Now, here are some assertions which I claim to be true. They address the issues of suitability of purpose and archival safety.

Assertion #1: At this time, no single format meets the requirements for all three uses. In fact, it may not be possible for any single format to meet the requirements. This is not due to inherent failings of the formats, but to the trade-offs required between efficiency and portability.

Justification: I believe this assertion is self-evident from the properties of the formats we've been discussing - HDF, CDF, netCDF, PDS VICAR and FITS. If there are other formats that are significantly better in all three areas, I'd like to know more about them. We all would.

Assertion #2: At this time, data in FITS format has greater assurance of being recoverable by future generations than does data in HDF. Note: this specifically does not address what to do with data that cannot be represented in one format or the other, nor does it imply that data stored in HDF will be necessarily lost. We're talking about assurances here.

Justification: Assume you have data written in format XXX, where XXX = your favorite format. Now assume that N decades from now, where N is some positive number, perhaps large, your data is found by someone poking through some old file cabinets at your institution. It may be one a tape or a CD-ROM or some newer medium. No documentation is found with the data.

(Note: this has, in fact, happened to a collegue of mine - he received a tape of data from the gas chromatograph mass spectrometer on Viking that had been deposited at the NSSDC. The documentation had been misplaced. The tape had been written in a binary floating point format on a (now obsolete) IBM mainframe. No current machine uses this numerical representation. If the documentation hadn't been subsequently located, that expensive data - millions of dollars - would have been permanently lost.)
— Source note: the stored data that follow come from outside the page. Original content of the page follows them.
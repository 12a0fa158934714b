//! FileVault API client and request/response handling.

mod auth;
mod files;
mod folders;

pub use files::filename_from_disposition;

use reqwest::Response;
use serde::de::DeserializeOwned;
use serde_json::Value;

use crate::config::ClientConfig;
use crate::error::{Result, VaultError};
use crate::http::HttpClient;

/// Client for a FileVault server.
///
/// Each operation is a single authenticated request/response round
/// trip; correctness of the storage semantics is delegated entirely to
/// the server. The client holds two pieces of mutable state: the bearer
/// token (owned by the HTTP layer, read once from the saved config at
/// construction) and the identifier of the currently viewed folder
/// (`None` = root). The folder pointer is read by listing and upload
/// defaults and written only by the navigation layer.
#[derive(Debug)]
pub struct Client {
    http: HttpClient,
    current_folder: Option<i64>,
}

impl Client {
    /// Create an unauthenticated client for the given server URL.
    pub fn new(server_url: &str) -> Self {
        Self {
            http: HttpClient::new(server_url),
            current_folder: None,
        }
    }

    /// Create a client from saved configuration, adopting its token.
    pub fn from_config(config: &ClientConfig) -> Self {
        let mut client = Self::new(&config.server_url);
        client.set_token(config.access_token.clone());
        client
    }

    /// Set or clear the bearer token.
    pub fn set_token(&mut self, token: Option<String>) {
        self.http.set_token(token);
    }

    /// Get the current bearer token, if any.
    pub fn token(&self) -> Option<&str> {
        self.http.token()
    }

    /// Check whether a bearer token is configured.
    pub fn is_authenticated(&self) -> bool {
        self.http.token().is_some()
    }

    /// The folder whose contents are presently viewed; `None` = root.
    pub fn current_folder(&self) -> Option<i64> {
        self.current_folder
    }

    /// Commit a new current folder. Called by the navigation layer only.
    pub fn set_current_folder(&mut self, folder_id: Option<i64>) {
        self.current_folder = folder_id;
    }

    pub(crate) fn http(&self) -> &HttpClient {
        &self.http
    }

    pub(crate) fn require_auth(&self) -> Result<()> {
        if self.http.token().is_none() {
            return Err(VaultError::NotAuthenticated);
        }
        Ok(())
    }
}

/// Read a response body and decode it under the uniform contract.
pub(crate) async fn parse_json<T: DeserializeOwned>(response: Response) -> Result<T> {
    let status = response.status();
    let text = response.text().await?;
    decode_body(status, &text)
}

/// The single success contract applied to every JSON endpoint:
/// a body carrying an `error` field fails regardless of status, a
/// non-2xx status without one fails with the status, and a 2xx body
/// must deserialize into the expected envelope — a missing key is a
/// failure even on HTTP 200.
pub(crate) fn decode_body<T: DeserializeOwned>(
    status: reqwest::StatusCode,
    text: &str,
) -> Result<T> {
    let value: Option<Value> = serde_json::from_str(text).ok();

    if let Some(message) = value
        .as_ref()
        .and_then(|v| v.get("error"))
        .and_then(|v| v.as_str())
    {
        return Err(VaultError::Api(message.to_string()));
    }

    if !status.is_success() {
        return Err(VaultError::Http(status.as_u16()));
    }

    let value = value.ok_or(VaultError::InvalidResponse)?;
    serde_json::from_value(value).map_err(|_| VaultError::InvalidResponse)
}

/// Reject empty or whitespace-only names before any request is made.
pub(crate) fn validate_name(name: &str) -> Result<&str> {
    let trimmed = name.trim();
    if trimmed.is_empty() {
        return Err(VaultError::EmptyName);
    }
    Ok(trimmed)
}

#[cfg(test)]
mod tests {
    use super::*;
    use crate::types::{FolderResponse, Listing, MessageResponse};
    use reqwest::StatusCode;

    #[test]
    fn test_client_creation() {
        let client = Client::new("http://localhost:5000");
        assert!(!client.is_authenticated());
        assert_eq!(client.current_folder(), None);
    }

    #[test]
    fn test_from_config_adopts_token() {
        let config = ClientConfig {
            server_url: "http://localhost:5000".to_string(),
            access_token: Some("tok123".to_string()),
            user: None,
        };
        let client = Client::from_config(&config);
        assert!(client.is_authenticated());
        assert_eq!(client.token(), Some("tok123"));
    }

    #[test]
    fn test_current_folder_pointer() {
        let mut client = Client::new("http://localhost:5000");
        client.set_current_folder(Some(42));
        assert_eq!(client.current_folder(), Some(42));
        client.set_current_folder(None);
        assert_eq!(client.current_folder(), None);
    }

    #[test]
    fn test_decode_body_happy_path() {
        let listing: Listing =
            decode_body(StatusCode::OK, r#"{"files": [], "folders": []}"#).unwrap();
        assert!(listing.is_empty());
    }

    #[test]
    fn test_decode_body_error_field_beats_2xx() {
        // An `error` field in the body fails the call even on HTTP 200.
        let result: Result<MessageResponse> =
            decode_body(StatusCode::OK, r#"{"error": "Folder already exists"}"#);
        match result {
            Err(VaultError::Api(message)) => assert_eq!(message, "Folder already exists"),
            other => panic!("expected Api error, got {:?}", other),
        }
    }

    #[test]
    fn test_decode_body_missing_envelope_key() {
        // HTTP 200 with a body lacking the expected `folder` key fails.
        let result: Result<FolderResponse> =
            decode_body(StatusCode::OK, r#"{"message": "Folder created successfully"}"#);
        assert!(matches!(result, Err(VaultError::InvalidResponse)));
    }

    #[test]
    fn test_decode_body_error_status_with_message() {
        let result: Result<MessageResponse> = decode_body(
            StatusCode::NOT_FOUND,
            r#"{"error": "File not found or access denied"}"#,
        );
        match result {
            Err(VaultError::Api(message)) => {
                assert_eq!(message, "File not found or access denied")
            }
            other => panic!("expected Api error, got {:?}", other),
        }
    }

    #[test]
    fn test_decode_body_error_status_without_body() {
        let result: Result<MessageResponse> =
            decode_body(StatusCode::INTERNAL_SERVER_ERROR, "");
        assert!(matches!(result, Err(VaultError::Http(500))));
    }

    #[test]
    fn test_validate_name() {
        assert_eq!(validate_name("  Documents ").unwrap(), "Documents");
        assert!(matches!(validate_name(""), Err(VaultError::EmptyName)));
        assert!(matches!(validate_name("   "), Err(VaultError::EmptyName)));
    }
}
//! Navigation state and rendering.

mod breadcrumb;
mod navigator;

pub use breadcrumb::{Breadcrumb, FolderRef};
pub use navigator::{BatchReport, Navigator};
Questions: Is that data recoverable? What format has the greatest likelihood of being recoverable?

Which is safer - data in a self-documenting format as described above, or data which requires a format-specific "dump tool" to render the metadata readable? Note: this does not address the question of which does a better job of formatting the metadata or making it readable - nor should it. You don't care, at this point, how "nice" the presentation is. You just want to see "what's in the file".

Which is safer - data in a format described in detail in the refereed literature, available in virtually every university in the world, and in the Library of Congress, or data in a format described in detail in an internal publication of an institution which may no longer be in existence, or may have terminated support for the project development due to funding constraints?

Which is safer - data which is in a format which is documented in a way that a programmer may, if necessary, write software to ingest the data in any arbitrary language on any arbitrary hardware platform, or data which is in a format that requires access through a toolbox which only works with certain languages on certain platforms and supported by an institution which will not necessarily have the resources to broaden the support?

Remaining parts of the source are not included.